Get it to a repairer, it isn`t like a grazed knee that'll heal up. There's obviously a problem and beyond the magnetised or snagged hairspring suggestions it's a waste of time speculating. I`m sure I could sort this but it's probably wise to fully strip and service the watch rather than look for a quick fix. At the moment I`m up to my eyeballs in jobs that don't involve watches (classic car is in pieces again too) so I'm turning everything down at the moment except for stuff I`ve agreed to do.
The hairspring is not centralised, you can see the coils touching on one side, this is what will be causing the large rate gain.
If the watch has been correctly demagnetised you can rule that out as a cause so either the hairspring is contaminated (usually oil or grease) causing the coil to stick to itself, or it has been bent/damaged and is out of shape.

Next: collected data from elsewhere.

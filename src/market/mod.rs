// =============================================================================
// Market microstructure, structure, and risk modules (C2-C8)
// =============================================================================

pub mod bars;
pub mod cascade;
pub mod entropy;
pub mod hurst;
pub mod liquidation_pressure;
pub mod orderbook;
pub mod regime;
pub mod snapshot;
pub mod trend;
pub mod vpin;
pub mod whale;

pub use bars::BarAggregator;
pub use cascade::{CascadeAction, CascadeDetector, CascadeDirection, CascadeLevel, CascadeSignal};
pub use liquidation_pressure::{DirectionalBias, LiquidationPressureReader, LiquidationPressureSnapshot, PressureLevel};
pub use orderbook::{OrderBookIndicators, OrderBookTracker};
pub use regime::{MarketRegime, RegimeDetector, RegimeState};
pub use snapshot::{build as build_snapshot, MarketSnapshot, SnapshotInputs};
pub use trend::{TrendAnalyzer, TrendReading};
pub use vpin::{VpinCalculator, VpinLevel, VpinState};
pub use whale::{Grade, Recommendation, ReversalRisk, WhaleTracker};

The fact it runs better dial down would lead me to believe that the hairspring has been deformed/damaged as any contamination causing the coils to stick together should be evident no matter the watch position.

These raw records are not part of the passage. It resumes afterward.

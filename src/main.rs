// =============================================================================
// Helion Paper Engine — Main Entry Point
// =============================================================================
//
// Positional args: `[duration_hours] [initial_capital_usdt]`, both optional,
// defaulting to 8.0 and 100.0. The session runs for `duration_hours` wall
// time or until Ctrl+C / a kill request on the control API, whichever comes
// first, then saves the runtime config and exits.
// =============================================================================

mod api;
mod bridge;
mod config;
mod control;
mod decision;
mod engine;
mod error;
mod events;
mod indicators;
mod ingest;
mod market;
mod modes;
mod orders;
mod session;
mod types;

use std::sync::Arc;

use chrono::Utc;
use tracing::{error, info, warn};
use tracing_subscriber::EnvFilter;

use crate::config::RuntimeConfig;
use crate::control::ControlState;
use crate::engine::Engine;

#[tokio::main]
async fn main() -> anyhow::Result<()> {
    let _ = dotenv::dotenv();

    tracing_subscriber::fmt()
        .with_env_filter(EnvFilter::try_from_default_env().unwrap_or_else(|_| EnvFilter::new("info")))
        .init();

    info!("╔══════════════════════════════════════════════════════════╗");
    info!("║        Helion Paper Engine — Starting Up                 ║");
    info!("╚══════════════════════════════════════════════════════════╝");

    let args: Vec<String> = std::env::args().collect();
    let duration_hours: f64 = args.get(1).and_then(|s| s.parse().ok()).unwrap_or(8.0);
    let initial_capital_usdt: f64 = args.get(2).and_then(|s| s.parse().ok()).unwrap_or(100.0);

    let config_path = "runtime_config.json".to_string();
    let mut config = RuntimeConfig::load(&config_path);
    config.duration_hours = duration_hours;
    config.initial_capital_usdt = initial_capital_usdt;

    if let Ok(sym) = std::env::var("HELION_SYMBOL") {
        if !sym.trim().is_empty() {
            config.symbol = sym.trim().to_uppercase();
        }
    }

    info!(
        symbol = %config.symbol,
        duration_hours = config.duration_hours,
        initial_capital_usdt = config.initial_capital_usdt,
        "runtime config resolved"
    );

    let session_dir = format!("sessions/{}", Utc::now().format("%Y%m%d_%H%M%S"));

    let control = Arc::new(ControlState::new(config.symbol.clone()));

    let (tx, rx) = events::channel();
    ingest::spawn(config.symbol.clone(), tx);

    let api_control = control.clone();
    let bind_addr = std::env::var("HELION_BIND_ADDR").unwrap_or_else(|_| "0.0.0.0:3101".into());
    tokio::spawn(async move {
        let app = api::rest::router(api_control);
        let listener = match tokio::net::TcpListener::bind(&bind_addr).await {
            Ok(l) => l,
            Err(e) => {
                error!(addr = %bind_addr, error = %e, "failed to bind control API");
                return;
            }
        };
        info!(addr = %bind_addr, "control API listening");
        if let Err(e) = axum::serve(listener, app).await {
            error!(error = %e, "control API server failed");
        }
    });

    let engine = Engine::new(config.symbol.clone(), config.clone(), config_path.clone(), rx, control.clone(), session_dir)?;

    let engine_handle = tokio::spawn(engine.run());

    info!(hours = duration_hours, "engine running. Press Ctrl+C to stop early.");

    let duration_limit = tokio::time::Duration::from_secs_f64(duration_hours.max(0.0) * 3600.0);

    tokio::select! {
        _ = tokio::signal::ctrl_c() => {
            warn!("shutdown signal received — stopping gracefully");
        }
        _ = tokio::time::sleep(duration_limit) => {
            info!("session duration elapsed — stopping");
        }
        res = engine_handle => {
            if let Err(e) = res {
                error!(error = %e, "engine task ended unexpectedly");
            }
        }
    }

    control.kill();

    if let Err(e) = config.save(&config_path) {
        error!(error = %e, "failed to save runtime config on shutdown");
    }

    info!("Helion Paper Engine shut down complete.");
    Ok(())
}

Hopefully the hairspring wasn't oiled by a chef.
Thanks all for the input
I think it may have been caught up as I’ve been wearing it today and it appears to be keeping fair time - I’ll monitor over the next few days
Possibly removing the movement from the case and passing it ‘bare’ over the demagnetiser has worked
Thank you
Hadn’t seen the pictures yesterday when I posted, as Duncan’s pointed out the hairspring is distorted and isn’t centralised. I had one recently this, coincidentally a Seiko that was fairly new, and I couldn’t work out how it had happened. After taking the balance out it was clear that the spring was distorted and wasn’t sticking together, a bit if careful manipulation with the fine tweezers corrected it and the watch ran fine.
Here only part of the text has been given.